Meet Daisy Parker, the pint-sized pioneer from Seaton, Workington. At just two years old, she’s already racked up enough medical jargon to fill a textbook, proving that no one in the UK can top her unique brand of rare genetic disorder: Shashi-Pena syndrome. That’s right, folks, she’s the seventh person in the UK to earn this dubious distinction.
Diagnosed with a mutation in the ASXL2 gene, Daisy is part of an elite club known—well, not exactly known since only 55-60 people globally get this fantastic genetic lottery ticket. As a result, the toddler finds herself in a bit of a developmental pickle; she can’t walk or talk, which must be quite the challenge, considering she’s almost three. It’s the kind of “unique” that parents dream of while binge-watching parenting blogs.
Daisy’s parents, Shaun and Danielle, have turned to the American charity ARRE (ASXL Rare Research Endowment) for help since the diagnosis in May 2025. While the family might be stuck navigating the “what now?” waters, the charity is apparently busy trying to make sense of a condition barely acknowledged since its official naming in 2016. Just a little late to the party, right?
Daisy: the cheeky toddler with the power to make anyone’s day. (Image: Supplied)
Describing life post-diagnosis, Danielle remarked, “It’s funny because we have answers, yet none.” You know, like when you finally open a birthday present only to find socks. Daisy’s circumstances have left the family swimming in unknowns, which is, of course, a thrilling way to live. You’d think they’d hit the jackpot with a name like Shashi-Pena, but turns out it’s just a funky term for a slew of medical uncertainties.
Thanks to ARRE—who are apparently on a continuous research binge—Danielle has connected with other families, forming a support group that surely involves frequent lamenting over how long it takes for babies to crawl. “Why can’t she do it already?” echoes between parents as they watch perfectly average kids zooming past their own with a skip in their step and a smile on their face.
Daisy making strides, even if they are just on all fours. (Image: Supplied)
Despite her abnormalities, Daisy is making some strides—or rather, crawling—which makes her a champion in the household.

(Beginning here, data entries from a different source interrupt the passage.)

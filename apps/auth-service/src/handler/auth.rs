//! # 認証ハンドラ
//!
//! ## エンドポイント
//!
//! - `/auth/signup` - ユーザー登録
//! - `/auth/login` - ログイン
//!
//! どちらもメソッドを区別しない（OPTIONS はプリフライトとして先に処理される）。
//!
//! リクエストボディは `Json` エクストラクタを使わず、バイト列から自前で解析する。
//! 不正な JSON は 400 ではなく 500 `{error: <parser message>}` として返すため。

use std::sync::Arc;

use axum::{
    Json,
    body::Bytes,
    extract::State,
    http::StatusCode,
    response::IntoResponse,
};
use serde::{Deserialize, Serialize};

use crate::{
    error::AuthError,
    usecase::{AuthUseCase, SignUpInput},
};

/// 認証ハンドラの共有状態
pub struct AuthState {
    pub usecase: Arc<dyn AuthUseCase>,
}

// --- リクエスト/レスポンス型 ---

/// サインアップリクエスト
#[derive(Debug, Deserialize)]
#[serde(rename_all = "camelCase")]
pub struct SignupRequest {
    pub email:    Option<String>,
    pub password: Option<String>,
    pub user_id:  Option<String>,
    pub username: Option<String>,
}

/// サインアップレスポンス
#[derive(Debug, Serialize)]
#[serde(rename_all = "camelCase")]
pub struct SignupResponse {
    #[serde(skip_serializing_if = "Option::is_none")]
    pub user_id:  Option<String>,
    pub username: String,
    pub message:  &'static str,
}

/// ログインリクエスト
#[derive(Debug, Deserialize)]
pub struct LoginRequest {
    pub email:    Option<String>,
    pub password: Option<String>,
}

// --- ハンドラ ---

/// /auth/signup
pub async fn signup(
    State(state): State<Arc<AuthState>>,
    body: Bytes,
) -> Result<impl IntoResponse, AuthError> {
    let req: SignupRequest = serde_json::from_slice(&body)?;

    let user = state
        .usecase
        .sign_up(SignUpInput {
            user_id:  req.user_id,
            email:    req.email,
            password: req.password,
            username: req.username,
        })
        .await?;

    Ok((
        StatusCode::CREATED,
        Json(SignupResponse {
            user_id:  user.user_id,
            username: user.username,
            message:  "Account created successfully",
        }),
    ))
}

/// /auth/login
///
/// 成功時はパスワードを除いたプロフィールを返す。
pub async fn login(
    State(state): State<Arc<AuthState>>,
    body: Bytes,
) -> Result<impl IntoResponse, AuthError> {
    let req: LoginRequest = serde_json::from_slice(&body)?;

    let profile = state.usecase.log_in(req.email, req.password).await?;

    Ok(Json(profile))
}

/// 未定義パスへのフォールバック
///
/// JSON ではなくプレーンテキストで返す。CORS ヘッダーは付与しない。
pub async fn not_found() -> impl IntoResponse {
    (StatusCode::NOT_FOUND, "Not Found")
}

#[cfg(test)]
mod tests {
    use async_trait::async_trait;
    use axum::{
        Router,
        body::Body,
        http::{Method, Request},
        routing::post,
    };
    use edgeblog_domain::user::{User, UserProfile};
    use pretty_assertions::assert_eq;
    use tower::ServiceExt;

    use super::*;

    // テスト用スタブ: 入力をそのまま受け入れる
    struct StubAuthUseCase;

    #[async_trait]
    impl AuthUseCase for StubAuthUseCase {
        async fn sign_up(&self, input: SignUpInput) -> Result<User, AuthError> {
            Ok(User {
                user_id:  input.user_id,
                email:    input.email.unwrap_or_default(),
                password: input.password.unwrap_or_default(),
                username: input.username.unwrap_or_default(),
            })
        }

        async fn log_in(
            &self,
            email: Option<String>,
            _password: Option<String>,
        ) -> Result<UserProfile, AuthError> {
            Ok(UserProfile {
                user_id:  Some("u-1".to_string()),
                email:    email.unwrap_or_default(),
                username: "alice".to_string(),
            })
        }
    }

    fn create_test_app() -> Router {
        let state = Arc::new(AuthState {
            usecase: Arc::new(StubAuthUseCase),
        });
        Router::new()
            .route("/auth/signup", post(signup))
            .route("/auth/login", post(login))
            .with_state(state)
    }

    async fn body_json(response: axum::response::Response) -> serde_json::Value {
        let bytes = axum::body::to_bytes(response.into_body(), usize::MAX)
            .await
            .unwrap();
        serde_json::from_slice(&bytes).unwrap()
    }

    fn post_json(uri: &str, body: &str) -> Request<Body> {
        Request::builder()
            .method(Method::POST)
            .uri(uri)
            .header("content-type", "application/json")
            .body(Body::from(body.to_string()))
            .unwrap()
    }

    #[tokio::test]
    async fn test_signup_201とuser_idとusernameを返す() {
        // Given
        let sut = create_test_app();
        let request = post_json(
            "/auth/signup",
            r#"{"email":"a@example.com","password":"pw","userId":"u-1","username":"alice"}"#,
        );

        // When
        let response = sut.oneshot(request).await.unwrap();

        // Then
        assert_eq!(response.status(), StatusCode::CREATED);
        assert_eq!(
            body_json(response).await,
            serde_json::json!({
                "userId": "u-1",
                "username": "alice",
                "message": "Account created successfully"
            })
        );
    }

    #[tokio::test]
    async fn test_signup_不正なjsonは500で解析エラーを返す() {
        // Given
        let sut = create_test_app();
        let request = post_json("/auth/signup", "{not json");

        // When
        let response = sut.oneshot(request).await.unwrap();

        // Then
        assert_eq!(response.status(), StatusCode::INTERNAL_SERVER_ERROR);
        let json = body_json(response).await;
        assert!(json["error"].as_str().is_some_and(|m| !m.is_empty()));
    }

    #[tokio::test]
    async fn test_login_プロフィールを返しパスワードを含まない() {
        // Given
        let sut = create_test_app();
        let request = post_json(
            "/auth/login",
            r#"{"email":"a@example.com","password":"pw"}"#,
        );

        // When
        let response = sut.oneshot(request).await.unwrap();

        // Then
        assert_eq!(response.status(), StatusCode::OK);
        assert_eq!(
            body_json(response).await,
            serde_json::json!({
                "userId": "u-1",
                "email": "a@example.com",
                "username": "alice"
            })
        );
    }
}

Her antics have earned her titles like “the diva” and “the strong-willed toddler,” which are perhaps just polite ways of saying she refuses to listen to anyone but herself. Oh, the joys of parenting!
In a commendable show of community spirit, Daisy’s family has started fundraising under the catchy name “Daisy’s Diamonds.” This August, they took on the monumental task of walking 2 million steps. Who knew counting your daily strides could come with a hefty price tag? They raised a whopping $2,749—Impressive, given the average person struggles to reach 10,000 steps a day.
Daisy’s aunt, Beth, is joining the effort by training for the Chicago marathon, an endeavor she sweetly calls “well out of my league.” It’s always delightful to see family commitment, especially when you can chuck in some world-famous marathon status. The funds she raises, alongside raffles and local business donations, is turning this into a full-on community spectacle. Meanwhile, the family is showering gratitude on local services and staff who have banded together to support their quest. In the end, Daisy’s story isn’t just about grappling with a rare syndrome; it’s about community, quirky family adventures, and a little girl who’s teaching everyone around her how to laugh—even if it is through tears.